(Stored items)
>>>>>

//! Change event types.
//!
//! A `ChangeEvent` is one entry of a collection's change stream. Field names
//! serialize in the camelCase layout document stores use for change events,
//! so filters can address them by path (e.g. `operationType`,
//! `fullDocument.status`).

use std::fmt;

use chrono::{DateTime, Utc};
use serde::{Deserialize, Serialize};
use uuid::Uuid;

use crate::error::StreamInitError;

/// Maximum combined length of `"<db>.<collection>"`.
pub const MAX_NAMESPACE_LEN: usize = 255;

/// Characters a database name may not contain.
const DB_FORBIDDEN: &[char] = &['/', '\\', '.', ' ', '"', '$', '\0'];

/// A database/collection pair identifying the watched collection.
#[allow(missing_docs)]
#[derive(Debug, Clone, PartialEq, Eq, Hash, PartialOrd, Ord, Serialize, Deserialize)]
pub struct Namespace {
    pub db: String,
    #[serde(rename = "coll")]
    pub collection: String,
}

impl Namespace {
    /// Build a validated namespace.
    pub fn new(db: impl Into<String>, collection: impl Into<String>) -> Result<Self, StreamInitError> {
        let ns = Self {
            db: db.into(),
            collection: collection.into(),
        };
        ns.validate()?;
        Ok(ns)
    }

    /// Check naming rules for both halves of the namespace.
    pub fn validate(&self) -> Result<(), StreamInitError> {
        let invalid = |reason: &str| StreamInitError::InvalidNamespace {
            db: self.db.clone(),
            collection: self.collection.clone(),
            reason: reason.to_string(),
        };

        if self.db.is_empty() {
            return Err(invalid("database name cannot be empty"));
        }
        if self.db.contains(DB_FORBIDDEN) {
            return Err(invalid("database name contains a forbidden character"));
        }
        if self.collection.is_empty() {
            return Err(invalid("collection name cannot be empty"));
        }
        if self.collection.contains(['$', '\0']) {
            return Err(invalid("collection name contains a forbidden character"));
        }
        if self.collection.starts_with("system.") {
            return Err(invalid("system collections cannot be watched"));
        }
        if self.db.len() + 1 + self.collection.len() > MAX_NAMESPACE_LEN {
            return Err(invalid("namespace exceeds maximum length"));
        }
        Ok(())
    }
}

impl fmt::Display for Namespace {
    fn fmt(&self, f: &mut fmt::Formatter<'_>) -> fmt::Result {
        write!(f, "{}.{}", self.db, self.collection)
    }
}

/// Kind of modification recorded by a change event.
#[allow(missing_docs)]
#[derive(Debug, Clone, Copy, PartialEq, Eq, Hash, Serialize, Deserialize)]
#[serde(rename_all = "lowercase")]
pub enum OperationType {
    Insert,
    Update,
    Replace,
    Delete,
}

impl OperationType {
    /// Wire name of the operation.
    #[must_use]
    pub const fn as_str(self) -> &'static str {
        match self {
            Self::Insert => "insert",
            Self::Update => "update",
            Self::Replace => "replace",
            Self::Delete => "delete",
        }
    }
}

/// One entry of a change stream.
#[allow(missing_docs)]
#[derive(Debug, Clone, PartialEq, Serialize, Deserialize)]
#[serde(rename_all = "camelCase")]
pub struct ChangeEvent {
    /// Opaque token identifying this event's position in the stream.
    #[serde(rename = "_id")]
    pub resume_token: Uuid,
    pub operation_type: OperationType,
    pub ns: Namespace,
    pub document_key: serde_json::Value,
    /// Post-image of the document; absent for deletes.
    #[serde(default, skip_serializing_if = "Option::is_none")]
    pub full_document: Option<serde_json::Value>,
    pub cluster_time: DateTime<Utc>,
}

impl ChangeEvent {
    #[must_use]
    pub fn new(
        operation_type: OperationType,
        ns: Namespace,
        document_key: serde_json::Value,
        full_document: Option<serde_json::Value>,
    ) -> Self {
        Self {
            resume_token: Uuid::new_v4(),
            operation_type,
            ns,
            document_key,
            full_document,
            cluster_time: Utc::now(),
        }
    }

    /// The event rendered as a JSON document, the shape filters match against.
    #[must_use]
    pub fn to_document(&self) -> serde_json::Value {
        serde_json::to_value(self).unwrap_or(serde_json::Value::Null)
    }
}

<<<<<

WHAT YOU SHOULD DO:
What is needed here is how many lines of the entries contain "Option"; give that number alone.

SOLUTION TO THE PROBLEM:
3